- [Task to carry out]: Return every record exactly. Omit nothing.

- [Source data]:
---+---
//! Template and composition-layout integration with the script generators.

use std::collections::HashMap;

use gis_codegen::config::DbConfig;
use gis_codegen::generator::{arcpy, pyqgis};
use gis_codegen::layout::{CompositionLayout, TemplateConfig};
use gis_codegen::schema::{Column, Geometry, Layer, Schema};
use gis_codegen::Operation;

fn db_config() -> DbConfig {
    DbConfig {
        host: "localhost".to_string(),
        port: 5432,
        dbname: "test_db".to_string(),
        user: "testuser".to_string(),
        password: "testpass".to_string(),
    }
}

fn sample_schema() -> Schema {
    let make = |table: &str, geom_type: &str| Layer {
        schema: "public".to_string(),
        table: table.to_string(),
        qualified_name: Layer::qualified("public", table),
        geometry: Geometry {
            column: "geom".to_string(),
            geom_type: geom_type.to_string(),
            srid: 4326,
        },
        columns: vec![Column {
            name: "fid".to_string(),
            data_type: "integer".to_string(),
            nullable: false,
            max_length: None,
            default: None,
        }],
        primary_keys: vec!["fid".to_string()],
        row_count_estimate: Some(10),
        comment: None,
    };
    Schema {
        database: "test_db".to_string(),
        host: "localhost".to_string(),
        layer_count: 2,
        layers: vec![make("parcels", "MULTIPOLYGON"), make("roads", "MULTILINESTRING")],
    }
}

fn template_from(toml_src: &str) -> TemplateConfig {
    let dir = tempfile::tempdir().unwrap();
    let path = dir.path().join("template.toml");
    std::fs::write(&path, toml_src).unwrap();
    TemplateConfig::from_toml_file(&path).unwrap()
}

#[test]
fn test_pyqgis_injects_preamble_and_imports() {
    let template = template_from(
        "[custom]\npreamble = \"# === project header ===\"\nextra_imports = \"import json\"\n",
    );
    let code = pyqgis::generate_pyqgis(&sample_schema(), &db_config(), &[], Some(&template), None);
    assert!(code.contains("# === project header ==="));
    assert!(code.contains("import json"));
    // preamble comes after the DB constants, before the first layer block
    let preamble_at = code.find("# === project header ===").unwrap();
    let first_layer_at = code.find("uri_parcels").unwrap();
    assert!(preamble_at < first_layer_at);
}

#[test]
fn test_pyqgis_per_layer_prefix_substitutes_placeholders() {
    let template = template_from(
        "[custom]\nper_layer_prefix = \"# next: {qualified_name} ({table})\"\n",
    );
    let code = pyqgis::generate_pyqgis(&sample_schema(), &db_config(), &[], Some(&template), None);
    assert!(code.contains("# next: public.parcels (parcels)"));
    assert!(code.contains("# next: public.roads (roads)"));
}

#[test]
fn test_pyqgis_toggles_sample_rows() {
    let on = pyqgis::generate_pyqgis(&sample_schema(), &db_config(), &[], None, None);
    assert!(on.contains("# --- Sample: iterate first 5 features ---"));

    let template = template_from("[sections]\ninclude_sample_rows = false\n");
    let off = pyqgis::generate_pyqgis(&sample_schema(), &db_config(), &[], Some(&template), None);
    assert!(!off.contains("# --- Sample: iterate first 5 features ---"));
}

#[test]
fn test_pyqgis_toggles_crs_info_and_field_list() {
    let template = template_from(
        "[sections]\ninclude_crs_info = false\ninclude_field_list = false\n",
    );
    let code = pyqgis::generate_pyqgis(&sample_schema(), &db_config(), &[], Some(&template), None);
    assert!(!code.contains("crs = lyr_parcels.crs()"));
    assert!(!code.contains("fields = [f.name() for f in lyr_parcels.fields()]"));
    // the load itself still happens
    assert!(code.contains("lyr_parcels = QgsVectorLayer"));
}

#[test]
fn test_arcpy_injects_preamble_and_toggles_sample_rows() {
    let template = template_from(
        "[custom]\npreamble = \"# arc header\"\n\n[sections]\ninclude_sample_rows = false\n",
    );
    let code = arcpy::generate_arcpy(&sample_schema(), &db_config(), &[], Some(&template), None);
    assert!(code.contains("# arc header"));
    assert!(!code.contains("# --- Sample: iterate first 5 rows ---"));
}

#[test]
fn test_teardown_injected_before_cleanup() {
    let template = template_from("[custom]\nteardown = \"# custom teardown\"\n");
    let code = pyqgis::generate_pyqgis(&sample_schema(), &db_config(), &[], Some(&template), None);
    let teardown_at = code.find("# custom teardown").unwrap();
    let exit_at = code.find("qgs.exitQgis()").unwrap();
    assert!(teardown_at < exit_at);
}

#[test]
fn test_per_layer_ops_override_global_set() {
    let mut per_layer = HashMap::new();
    per_layer.insert("public.parcels".to_string(), vec![Operation::Extrude]);

    let code = pyqgis::generate_pyqgis(
        &sample_schema(),
        &db_config(),
        &[Operation::Buffer],
        None,
        Some(&per_layer),
    );
    // parcels gets its own set, roads falls back to the global one
    assert!(code.contains("_sym3d_parcels"));
    assert!(!code.contains("_buf_parcels"));
    assert!(code.contains("_buf_roads"));
    assert!(!code.contains("_sym3d_roads"));
}

#[test]
fn test_per_layer_ops_trigger_processing_import() {
    // global set has no processing op, but the per-layer one does
    let mut per_layer = HashMap::new();
    per_layer.insert("public.roads".to_string(), vec![Operation::Dissolve]);

    let code = pyqgis::generate_pyqgis(&sample_schema(), &db_config(), &[], None, Some(&per_layer));
    assert!(code.contains("from qgis import processing"));
    assert!(code.contains("_diss_roads"));
}

#[test]
fn test_layout_filters_schema_before_generation() {
    let dir = tempfile::tempdir().unwrap();
    let path = dir.path().join("layout.toml");
    std::fs::write(
        &path,
        "name = \"roads only\"\nplatform = \"pyqgis\"\n\n[[layers]]\ntable = \"roads\"\noperations = [\"centroid\"]\n",
    )
    .unwrap();

    let layout = CompositionLayout::from_toml_file(&path).unwrap();
    let filtered = layout.filter_schema(&sample_schema());
    assert_eq!(filtered.layer_count, 1);

    let per_layer = layout.per_layer_ops();
    let code = pyqgis::generate_pyqgis(&filtered, &db_config(), &[], None, Some(&per_layer));
    assert!(code.contains("lyr_roads"));
    assert!(!code.contains("lyr_parcels"));
    assert!(code.contains("_cent_roads"));
}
---+---
- [Reply]:
//! Template and composition-layout integration with the script generators.

use std::collections::HashMap;

use gis_codegen::config::DbConfig;
use gis_codegen::generator::{arcpy, pyqgis};
use gis_codegen::layout::{CompositionLayout, TemplateConfig};
use gis_codegen::schema::{Column, Geometry, Layer, Schema};
use gis_codegen::Operation;

fn db_config() -> DbConfig {
    DbConfig {
        host: "localhost".to_string(),
        port: 5432,
        dbname: "test_db".to_string(),
        user: "testuser".to_string(),
        password: "testpass".to_string(),
    }
}

fn sample_schema() -> Schema {
    let make = |table: &str, geom_type: &str| Layer {
        schema: "public".to_string(),
        table: table.to_string(),
        qualified_name: Layer::qualified("public", table),
        geometry: Geometry {
            column: "geom".to_string(),
            geom_type: geom_type.to_string(),
            srid: 4326,
        },
        columns: vec![Column {
            name: "fid".to_string(),
            data_type: "integer".to_string(),
            nullable: false,
            max_length: None,
            default: None,
        }],
        primary_keys: vec!["fid".to_string()],
        row_count_estimate: Some(10),
        comment: None,
    };
    Schema {
        database: "test_db".to_string(),
        host: "localhost".to_string(),
        layer_count: 2,
        layers: vec![make("parcels", "MULTIPOLYGON"), make("roads", "MULTILINESTRING")],
    }
}

fn template_from(toml_src: &str) -> TemplateConfig {
    let dir = tempfile::tempdir().unwrap();
    let path = dir.path().join("template.toml");
    std::fs::write(&path, toml_src).unwrap();
    TemplateConfig::from_toml_file(&path).unwrap()
}

#[test]
fn test_pyqgis_injects_preamble_and_imports() {
    let template = template_from(
        "[custom]\npreamble = \"# === project header ===\"\nextra_imports = \"import json\"\n",
    );
    let code = pyqgis::generate_pyqgis(&sample_schema(), &db_config(), &[], Some(&template), None);
    assert!(code.contains("# === project header ==="));
    assert!(code.contains("import json"));
    // preamble comes after the DB constants, before the first layer block
    let preamble_at = code.find("# === project header ===").unwrap();
    let first_layer_at = code.find("uri_parcels").unwrap();
    assert!(preamble_at < first_layer_at);
}

#[test]
fn test_pyqgis_per_layer_prefix_substitutes_placeholders() {
    let template = template_from(
        "[custom]\nper_layer_prefix = \"# next: {qualified_name} ({table})\"\n",
    );
    let code = pyqgis::generate_pyqgis(&sample_schema(), &db_config(), &[], Some(&template), None);
    assert!(code.contains("# next: public.parcels (parcels)"));
    assert!(code.contains("# next: public.roads (roads)"));
}

#[test]
fn test_pyqgis_toggles_sample_rows() {
    let on = pyqgis::generate_pyqgis(&sample_schema(), &db_config(), &[], None, None);
    assert!(on.contains("# --- Sample: iterate first 5 features ---"));

    let template = template_from("[sections]\ninclude_sample_rows = false\n");
    let off = pyqgis::generate_pyqgis(&sample_schema(), &db_config(), &[], Some(&template), None);
    assert!(!off.contains("# --- Sample: iterate first 5 features ---"));
}

#[test]
fn test_pyqgis_toggles_crs_info_and_field_list() {
    let template = template_from(
        "[sections]\ninclude_crs_info = false\ninclude_field_list = false\n",
    );
    let code = pyqgis::generate_pyqgis(&sample_schema(), &db_config(), &[], Some(&template), None);
    assert!(!code.contains("crs = lyr_parcels.crs()"));
    assert!(!code.contains("fields = [f.name() for f in lyr_parcels.fields()]"));
    // the load itself still happens
    assert!(code.contains("lyr_parcels = QgsVectorLayer"));
}

#[test]
fn test_arcpy_injects_preamble_and_toggles_sample_rows() {
    let template = template_from(
        "[custom]\npreamble = \"# arc header\"\n\n[sections]\ninclude_sample_rows = false\n",
    );
    let code = arcpy::generate_arcpy(&sample_schema(), &db_config(), &[], Some(&template), None);
    assert!(code.contains("# arc header"));
    assert!(!code.contains("# --- Sample: iterate first 5 rows ---"));
}

#[test]
fn test_teardown_injected_before_cleanup() {
    let template = template_from("[custom]\nteardown = \"# custom teardown\"\n");
    let code = pyqgis::generate_pyqgis(&sample_schema(), &db_config(), &[], Some(&template), None);
    let teardown_at = code.find("# custom teardown").unwrap();
    let exit_at = code.find("qgs.exitQgis()").unwrap();
    assert!(teardown_at < exit_at);
}

#[test]
fn test_per_layer_ops_override_global_set() {
    let mut per_layer = HashMap::new();
    per_layer.insert("public.parcels".to_string(), vec![Operation::Extrude]);

    let code = pyqgis::generate_pyqgis(
        &sample_schema(),
        &db_config(),
        &[Operation::Buffer],
        None,
        Some(&per_layer),
    );
    // parcels gets its own set, roads falls back to the global one
    assert!(code.contains("_sym3d_parcels"));
    assert!(!code.contains("_buf_parcels"));
    assert!(code.contains("_buf_roads"));
    assert!(!code.contains("_sym3d_roads"));
}

#[test]
fn test_per_layer_ops_trigger_processing_import() {
    // global set has no processing op, but the per-layer one does
    let mut per_layer = HashMap::new();
    per_layer.insert("public.roads".to_string(), vec![Operation::Dissolve]);

    let code = pyqgis::generate_pyqgis(&sample_schema(), &db_config(), &[], None, Some(&per_layer));
    assert!(code.contains("from qgis import processing"));
    assert!(code.contains("_diss_roads"));
}

#[test]
fn test_layout_filters_schema_before_generation() {
    let dir = tempfile::tempdir().unwrap();
    let path = dir.path().join("layout.toml");
    std::fs::write(
        &path,
        "name = \"roads only\"\nplatform = \"pyqgis\"\n\n[[layers]]\ntable = \"roads\"\noperations = [\"centroid\"]\n",
    )
    .unwrap();

    let layout = CompositionLayout::from_toml_file(&path).unwrap();
    let filtered = layout.filter_schema(&sample_schema());
    assert_eq!(filtered.layer_count, 1);

    let per_layer = layout.per_layer_ops();
    let code = pyqgis::generate_pyqgis(&filtered, &db_config(), &[], None, Some(&per_layer));
    assert!(code.contains("lyr_roads"));
    assert!(!code.contains("lyr_parcels"));
    assert!(code.contains("_cent_roads"));
}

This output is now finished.